_What you should do_.
Retype, word for word, each line between the lines holding "pub enum Access" and "pub fn access(&self)", inclusive, and leave the rest of the data alone.

_Exercise data_.
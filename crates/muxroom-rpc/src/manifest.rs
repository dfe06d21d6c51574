//! Method registry and handler descriptors
//!
//! A [`Manifest`] maps method paths to handlers. Each handler is a tagged
//! union carrying its call kind, so a request declaring the wrong kind is
//! rejected before any handler code runs.

use crate::connection::Connection;
use crate::error::RpcError;
use crate::stream::{Duplex, Source, StreamItem};
use async_trait::async_trait;
use futures::future::BoxFuture;
use futures::stream::BoxStream;
use muxroom_proto::{CallKind, MethodPath, PeerId};
use serde_json::{Map, Value};
use std::collections::HashMap;
use std::future::Future;
use std::sync::Arc;
use thiserror::Error;

/// Path of the built-in method describing a manifest
pub const MANIFEST_METHOD: &str = "manifest";

/// Manifest registration errors
#[derive(Debug, Error, PartialEq, Eq)]
pub enum ManifestError {
    #[error("Method already registered: {0}")]
    Duplicate(String),

    #[error("Method path is empty")]
    EmptyPath,

    #[error("Method name is reserved: {0}")]
    Reserved(String),
}

/// Context of one incoming call
#[derive(Clone)]
pub struct CallContext {
    connection: Connection,
    method: MethodPath,
    req: i32,
}

impl CallContext {
    pub(crate) fn new(connection: Connection, method: MethodPath, req: i32) -> Self {
        Self {
            connection,
            method,
            req,
        }
    }

    /// Connection the call arrived on
    pub fn connection(&self) -> &Connection {
        &self.connection
    }

    /// Authenticated identity of the caller
    pub fn remote(&self) -> &PeerId {
        self.connection.remote_id()
    }

    pub fn method(&self) -> &MethodPath {
        &self.method
    }

    pub fn req(&self) -> i32 {
        self.req
    }
}

/// Handler answering immediately
pub trait SyncHandler: Send + Sync + 'static {
    fn call(&self, ctx: &CallContext, args: Vec<Value>) -> Result<Value, RpcError>;
}

impl<F> SyncHandler for F
where
    F: Fn(&CallContext, Vec<Value>) -> Result<Value, RpcError> + Send + Sync + 'static,
{
    fn call(&self, ctx: &CallContext, args: Vec<Value>) -> Result<Value, RpcError> {
        (self)(ctx, args)
    }
}

/// Handler producing a single value
#[async_trait]
pub trait AsyncHandler: Send + Sync + 'static {
    async fn call(&self, ctx: CallContext, args: Vec<Value>) -> Result<Value, RpcError>;
}

#[async_trait]
impl<F, Fut> AsyncHandler for F
where
    F: Fn(CallContext, Vec<Value>) -> Fut + Send + Sync + 'static,
    Fut: Future<Output = Result<Value, RpcError>> + Send + 'static,
{
    async fn call(&self, ctx: CallContext, args: Vec<Value>) -> Result<Value, RpcError> {
        (self)(ctx, args).await
    }
}

/// Handler producing a stream of values
///
/// The returned stream is pulled one element at a time as the connection
/// can take them.
#[async_trait]
pub trait SourceHandler: Send + Sync + 'static {
    async fn open(
        &self,
        ctx: CallContext,
        args: Vec<Value>,
    ) -> Result<BoxStream<'static, StreamItem>, RpcError>;
}

/// Work run on an accepted sink call; its result ends the stream.
pub type SinkTask = Box<dyn FnOnce(Source) -> BoxFuture<'static, Result<(), RpcError>> + Send>;

/// Handler consuming a stream from the caller
#[async_trait]
pub trait SinkHandler: Send + Sync + 'static {
    /// Accept the call, or reject it with the error sent back to the caller.
    async fn open(&self, ctx: CallContext, args: Vec<Value>) -> Result<SinkTask, RpcError>;
}

/// Work run on an accepted duplex call
pub type DuplexTask = Box<dyn FnOnce(Duplex) -> BoxFuture<'static, ()> + Send>;

/// Handler exchanging streams with the caller
#[async_trait]
pub trait DuplexHandler: Send + Sync + 'static {
    /// Accept the call, or reject it with the error sent back to the caller.
    async fn open(&self, ctx: CallContext, args: Vec<Value>) -> Result<DuplexTask, RpcError>;
}

/// Handler descriptor tagged with its call kind
#[derive(Clone)]
pub enum Handler {
    Sync(Arc<dyn SyncHandler>),
    Async(Arc<dyn AsyncHandler>),
    Source(Arc<dyn SourceHandler>),
    Sink(Arc<dyn SinkHandler>),
    Duplex(Arc<dyn DuplexHandler>),
}

impl Handler {
    pub fn kind(&self) -> CallKind {
        match self {
            Handler::Sync(_) => CallKind::Sync,
            Handler::Async(_) => CallKind::Async,
            Handler::Source(_) => CallKind::Source,
            Handler::Sink(_) => CallKind::Sink,
            Handler::Duplex(_) => CallKind::Duplex,
        }
    }
}

/// Who may call a method
#[derive(Debug, Clone, Copy, PartialEq, Eq)]
pub enum Access {
    Public,
    Members,
}

/// Decides which remote peers count as members on a connection
pub trait AccessPolicy: Send + Sync + 'static {
    fn is_member(&self, peer: &PeerId) -> bool;
}

/// Treats every peer as a member
#[derive(Debug, Clone, Copy, Default)]
pub struct AllowAll;

impl AccessPolicy for AllowAll {
    fn is_member(&self, _peer: &PeerId) -> bool {
        true
    }
}

/// A registered method
#[derive(Clone)]
pub struct MethodEntry {
    handler: Handler,
    access: Access,
}

impl MethodEntry {
    pub fn handler(&self) -> &Handler {
        &self.handler
    }

    pub fn kind(&self) -> CallKind {
        self.handler.kind()
    }

    pub fn access(&self) -> Access {
        self.access
    }
}

/// Methods exposed on a connection
#[derive(Clone, Default)]
pub struct Manifest {
    methods: HashMap<MethodPath, MethodEntry>,
}

impl Manifest {
    pub fn new() -> Self {
        Self::default()
    }

    pub fn register(
        &mut self,
        method: impl Into<MethodPath>,
        handler: Handler,
        access: Access,
    ) -> Result<(), ManifestError> {
        let method = method.into();
        if method.is_empty() {
            return Err(ManifestError::EmptyPath);
        }
        if method.segments() == [MANIFEST_METHOD] {
            return Err(ManifestError::Reserved(method.to_string()));
        }
        if self.methods.contains_key(&method) {
            return Err(ManifestError::Duplicate(method.to_string()));
        }

        self.methods.insert(method, MethodEntry { handler, access });
        Ok(())
    }

    pub fn register_sync<F>(
        &mut self,
        method: impl Into<MethodPath>,
        access: Access,
        handler: F,
    ) -> Result<(), ManifestError>
    where
        F: Fn(&CallContext, Vec<Value>) -> Result<Value, RpcError> + Send + Sync + 'static,
    {
        self.register(method, Handler::Sync(Arc::new(handler)), access)
    }

    pub fn register_async<F, Fut>(
        &mut self,
        method: impl Into<MethodPath>,
        access: Access,
        handler: F,
    ) -> Result<(), ManifestError>
    where
        F: Fn(CallContext, Vec<Value>) -> Fut + Send + Sync + 'static,
        Fut: Future<Output = Result<Value, RpcError>> + Send + 'static,
    {
        self.register(method, Handler::Async(Arc::new(handler)), access)
    }

    pub fn register_source(
        &mut self,
        method: impl Into<MethodPath>,
        access: Access,
        handler: Arc<dyn SourceHandler>,
    ) -> Result<(), ManifestError> {
        self.register(method, Handler::Source(handler), access)
    }

    pub fn register_sink(
        &mut self,
        method: impl Into<MethodPath>,
        access: Access,
        handler: Arc<dyn SinkHandler>,
    ) -> Result<(), ManifestError> {
        self.register(method, Handler::Sink(handler), access)
    }

    pub fn register_duplex(
        &mut self,
        method: impl Into<MethodPath>,
        access: Access,
        handler: Arc<dyn DuplexHandler>,
    ) -> Result<(), ManifestError> {
        self.register(method, Handler::Duplex(handler), access)
    }

    pub fn get(&self, method: &MethodPath) -> Option<&MethodEntry> {
        self.methods.get(method)
    }

    pub fn contains(&self, method: &MethodPath) -> bool {
        self.methods.contains_key(method)
    }

    pub fn len(&self) -> usize {
        self.methods.len()
    }

    pub fn is_empty(&self) -> bool {
        self.methods.is_empty()
    }

    /// Nested `{namespace: {method: kind}}` object answered by the built-in
    /// `manifest` method.
    pub fn describe(&self) -> Value {
        let mut root = Map::new();
        root.insert(
            MANIFEST_METHOD.to_string(),
            Value::from(CallKind::Sync.as_str()),
        );

        'methods: for (method, entry) in &self.methods {
            let Some((last, parents)) = method.segments().split_last() else {
                continue;
            };

            let mut node = &mut root;
            for segment in parents {
                let child = node
                    .entry(segment.clone())
                    .or_insert_with(|| Value::Object(Map::new()));
                node = match child {
                    Value::Object(map) => map,
                    _ => continue 'methods,
                };
            }
            node.insert(last.clone(), Value::from(entry.kind().as_str()));
        }

        Value::Object(root)
    }
}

_Written response_.
pub enum Access {
    Public,
    Members,
}

/// Decides which remote peers count as members on a connection
pub trait AccessPolicy: Send + Sync + 'static {
    fn is_member(&self, peer: &PeerId) -> bool;
}

/// Treats every peer as a member
#[derive(Debug, Clone, Copy, Default)]
pub struct AllowAll;

impl AccessPolicy for AllowAll {
    fn is_member(&self, _peer: &PeerId) -> bool {
        true
    }
}

/// A registered method
#[derive(Clone)]
pub struct MethodEntry {
    handler: Handler,
    access: Access,
}

impl MethodEntry {
    pub fn handler(&self) -> &Handler {
        &self.handler
    }

    pub fn kind(&self) -> CallKind {
        self.handler.kind()
    }

    pub fn access(&self) -> Access {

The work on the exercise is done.